In a way, this is an echo of Christie’s most costly move for the long-term mobility of the region: the decision to axe the ARC Tunnel. Christie established his conservative bona fides by canceling the project despite the fact that his cost overrun projections were based on spurious data and that New Jersey likely could have worked out a deal with the feds and even New York to split overruns. But while Christie faced some criticism for the move, it was muted especially from New Jersey transit advocates who never supported the deep cavern alignment for the tunnel and wanted the Alt G version instead. So while Christie sometimes faces irate commuters on Twitter, he gets a pass, and editorial writers who try to tell the full story face a Sisyphean task.
Ironically — or perhaps intentionally — the Port Authority reform report that Christie signed endorsed a new Hudson River crossing which allowed for another round of hand-wringing over Christie’s duplicity. Again, though, the focus has been on the inconsistency of these statements rather than on the affect of Christie and Cuomo’s veto of the reform measures. Pay no attention to the man behind the curtain.
Finally, as a Giants fan, I’d be remiss not to mention the New Jersey governor’s love of the Cowboys. I don’t begrudge anyone their sports fandom; I went to high school with Upper West Siders who were Braves fans in the early 1990s and know a bunch of people who subject themselves to Mets and Knicks games on a regular basis. Christie happens to be a Cowboys fan, but so what? While the press focuses on how that may play in Pennsylvania or anywhere during an election cycle, news breaks that Christie may have accepted gifts in violation of New Jersey ethics laws and may have funneled work to companies associated with Cowboys owner Jerry Jones. It doesn’t get nearly the same press because the fandom has dominated the conversation. Yet again, the wrong story for the wrong reasons takes away from the problem.
Now I’m sure some of you will accuse me of focusing on Christie’s negatives. From where I sit concerned with regional mobility, he hasn’t done much good, but except for the unfolding stories with Jones, these aren’t even scandals I’ve mentioned. They’re simply news stories covered from angles pushed subtly by the Governor that miss the big long-term picture. I ultimately have to tip my hat to the way he runs the conversation and pits allies against allies while burying bad news behind smokescreens. That’s a political force to be reckoned with, and his counterpart in New York has done the same thing a few times as well. Again, though, I’ll say it: The PATH train cuts aren’t the issue; the veto is. The ARC alignment wasn’t the issue; the argument for the cancellation was. Dig deeper.
48 comments
“moving the money for transit to a turnpike widening initiative”

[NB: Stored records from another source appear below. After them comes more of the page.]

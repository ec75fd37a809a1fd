use std::sync::Arc;
use std::time::Instant;

use serde::Serialize;
use tracing::{error, info, warn};
use uuid::Uuid;

use crate::engine::clock::Clock;
use crate::engine::eligibility::eligible_officers;
use crate::engine::notify::Notifier;
use crate::engine::policy::DispatchPolicy;
use crate::engine::proximity::{NearbyZones, nearby_zones};
use crate::engine::ranking::select_best;
use crate::engine::writer::{AssignmentWriter, MatchContext};
use crate::error::DispatchError;
use crate::models::assignment::Assignment;
use crate::models::notification::Audience;
use crate::models::request::{PickupRequest, RequestStatus};
use crate::models::weekday::IsoWeekday;
use crate::observability::metrics::Metrics;
use crate::store::DispatchStore;

#[derive(Debug, Clone, Copy, PartialEq, Eq, Serialize)]
#[serde(rename_all = "snake_case")]
pub enum UnassignedReason {
    NoCoordinate,
    NoZoneInRadius,
    NoEligibleOfficer,
    AlreadyDispatched,
}

impl UnassignedReason {
    pub fn as_str(self) -> &'static str {
        match self {
            UnassignedReason::NoCoordinate => "no_coordinate",
            UnassignedReason::NoZoneInRadius => "no_zone_in_radius",
            UnassignedReason::NoEligibleOfficer => "no_eligible_officer",
            UnassignedReason::AlreadyDispatched => "already_dispatched",
        }
    }
}

#[derive(Debug, Clone)]
pub enum DispatchOutcome {
    Assigned(Assignment),
    Unassigned(UnassignedReason),
}

impl DispatchOutcome {
    fn label(&self) -> &'static str {
        match self {
            DispatchOutcome::Assigned(_) => "assigned",
            DispatchOutcome::Unassigned(reason) => reason.as_str(),
        }
    }
}

#[derive(Debug, Clone, PartialEq, Serialize)]
pub struct AssignmentResult {
    pub assigned: bool,
    pub assignment_id: Option<Uuid>,
    pub officer_id: Option<Uuid>,
    pub reason: Option<UnassignedReason>,
}

impl From<&DispatchOutcome> for AssignmentResult {
    fn from(outcome: &DispatchOutcome) -> Self {
        match outcome {
            DispatchOutcome::Assigned(assignment) => Self {
                assigned: true,
                assignment_id: Some(assignment.id),
                officer_id: Some(assignment.officer_id),
                reason: None,
            },
            DispatchOutcome::Unassigned(reason) => Self {
                assigned: false,
                assignment_id: None,
                officer_id: None,
                reason: Some(*reason),
            },
        }
    }
}

pub struct Dispatcher {
    store: Arc<dyn DispatchStore>,
    notifier: Arc<dyn Notifier>,
    clock: Arc<dyn Clock>,
    policy: DispatchPolicy,
    metrics: Metrics,
}

impl Dispatcher {
    pub fn new(
        store: Arc<dyn DispatchStore>,
        notifier: Arc<dyn Notifier>,
        clock: Arc<dyn Clock>,
        policy: DispatchPolicy,
        metrics: Metrics,
    ) -> Self {
        Self {
            store,
            notifier,
            clock,
            policy,
            metrics,
        }
    }

    /// Matches a freshly submitted request to an officer. "No match" is a normal
    /// outcome; only storage failures are errors, and those leave no partial writes.
    pub fn dispatch(&self, request_id: Uuid) -> Result<DispatchOutcome, DispatchError> {
        let start = Instant::now();
        let result = self.run(request_id);
        let elapsed = start.elapsed().as_secs_f64();

        match &result {
            Ok(outcome) => self.metrics.record_dispatch(outcome.label(), elapsed),
            Err(err) => {
                self.metrics.record_dispatch("error", elapsed);
                error!(request_id = %request_id, error = %err, "dispatch failed");
            }
        }

        result
    }

    fn run(&self, request_id: Uuid) -> Result<DispatchOutcome, DispatchError> {
        let request = self
            .store
            .request(&request_id)?
            .ok_or(DispatchError::RequestNotFound(request_id))?;

        if request.status != RequestStatus::Submitted {
            warn!(
                request_id = %request.id,
                status = request.status.as_str(),
                "request already dispatched"
            );
            return Ok(DispatchOutcome::Unassigned(UnassignedReason::AlreadyDispatched));
        }

        let Some(location) = request.location else {
            return Ok(self.unassigned(&request, UnassignedReason::NoCoordinate, None));
        };

        let snapshot = self.store.snapshot()?;
        let now = self.clock.now();
        let target_date = self
            .policy
            .target_date(now)
            .ok_or(DispatchError::ScheduleOutOfRange(now))?;
        let weekday = IsoWeekday::of(target_date);

        let nearby = nearby_zones(Some(&location), snapshot.zones.values(), self.policy.radius_km);
        if nearby.is_empty() {
            return Ok(self.unassigned(&request, UnassignedReason::NoZoneInRadius, None));
        }

        let eligible = eligible_officers(&snapshot, &nearby, weekday);
        let Some((selection, officer)) = select_best(&snapshot, &eligible, &nearby, weekday)
            .and_then(|selection| {
                let officer = snapshot.officer(&selection.officer_id)?;
                Some((selection, officer))
            })
        else {
            let reason = UnassignedReason::NoEligibleOfficer;
            return Ok(self.unassigned(&request, reason, Some(&nearby)));
        };

        let context = MatchContext {
            snapshot: &snapshot,
            nearby: &nearby,
            weekday,
            now,
            scheduled_at: self.policy.pickup_at(target_date),
        };
        let assignment = AssignmentWriter::new(self.store.as_ref(), &self.policy).write(
            &request,
            officer,
            &selection,
            &context,
        )?;

        self.metrics
            .officer_assignments_total
            .with_label_values(&[&officer.id.to_string()])
            .inc();

        info!(
            request_id = %request.id,
            officer_id = %officer.id,
            assignment_id = %assignment.id,
            distance_km = assignment.distance_km,
            candidates = eligible.len(),
            weekday = weekday.number(),
            "request assigned"
        );

        self.announce_assignment(&request, &assignment, &officer.name);
        Ok(DispatchOutcome::Assigned(assignment))
    }

    fn unassigned(
        &self,
        request: &PickupRequest,
        reason: UnassignedReason,
        nearby: Option<&NearbyZones>,
    ) -> DispatchOutcome {
        info!(request_id = %request.id, reason = reason.as_str(), "request left unassigned");

        let message = format!(
            "Pickup request at {} could not be assigned automatically ({}).",
            request.address,
            reason.as_str()
        );
        if let Some(nearest) = nearby.and_then(NearbyZones::nearest) {
            self.notifier.notify(
                Audience::ZoneOfficers(nearest.zone_id),
                "Unassigned pickup request nearby",
                &message,
            );
        }
        self.notifier
            .notify(Audience::AllAdmins, "Manual assignment needed", &message);

        DispatchOutcome::Unassigned(reason)
    }

    fn announce_assignment(
        &self,
        request: &PickupRequest,
        assignment: &Assignment,
        officer_name: &str,
    ) {
        let when = assignment
            .scheduled_at
            .with_timezone(&self.policy.utc_offset)
            .format("%Y-%m-%d %H:%M");

        self.notifier.notify(
            Audience::Officer(assignment.officer_id),
            "New pickup assignment",
            &format!("Collect waste at {} on {when}.", request.address),
        );
        self.notifier.notify(
            Audience::AllAdmins,
            "Pickup request assigned",
            &format!(
                "Request at {} assigned to {officer_name} for {when} ({:.2} km).",
                request.address, assignment.distance_km
            ),
        );
        if let Some(requester_id) = request.requester_id {
            self.notifier.notify(
                Audience::User(requester_id),
                "Pickup scheduled",
                &format!("Your pickup at {} is scheduled for {when}.", request.address),
            );
        }
    }
}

Uh, what? The turnpike widening initiative was a Corzine initiative. The financing for it was turnpike tolls.
You know that.
Sounds like he sort of conflated some issues in an attempt to simplify a complicated situation: Christie canceled ARC and the money that was originally to go to ARC was moved to fund the state’s Transportation Trust Fund, which is supposed to pay for all sorts of road projects throughout the state. The Transportation Trust Fund is so indebted that it doesn’t seem to really pay for anything other than its own debt service anymore. The Turnpike had to raise tolls to pay for bonding for the widening project.
Christie also then used Port Authority money to fund the rehab of the Pulaski Skyway under the guise of it being essentially an “access route” to the Lincoln Tunnel. (See: http://www.nj.com/politics/ind.....an_da.html)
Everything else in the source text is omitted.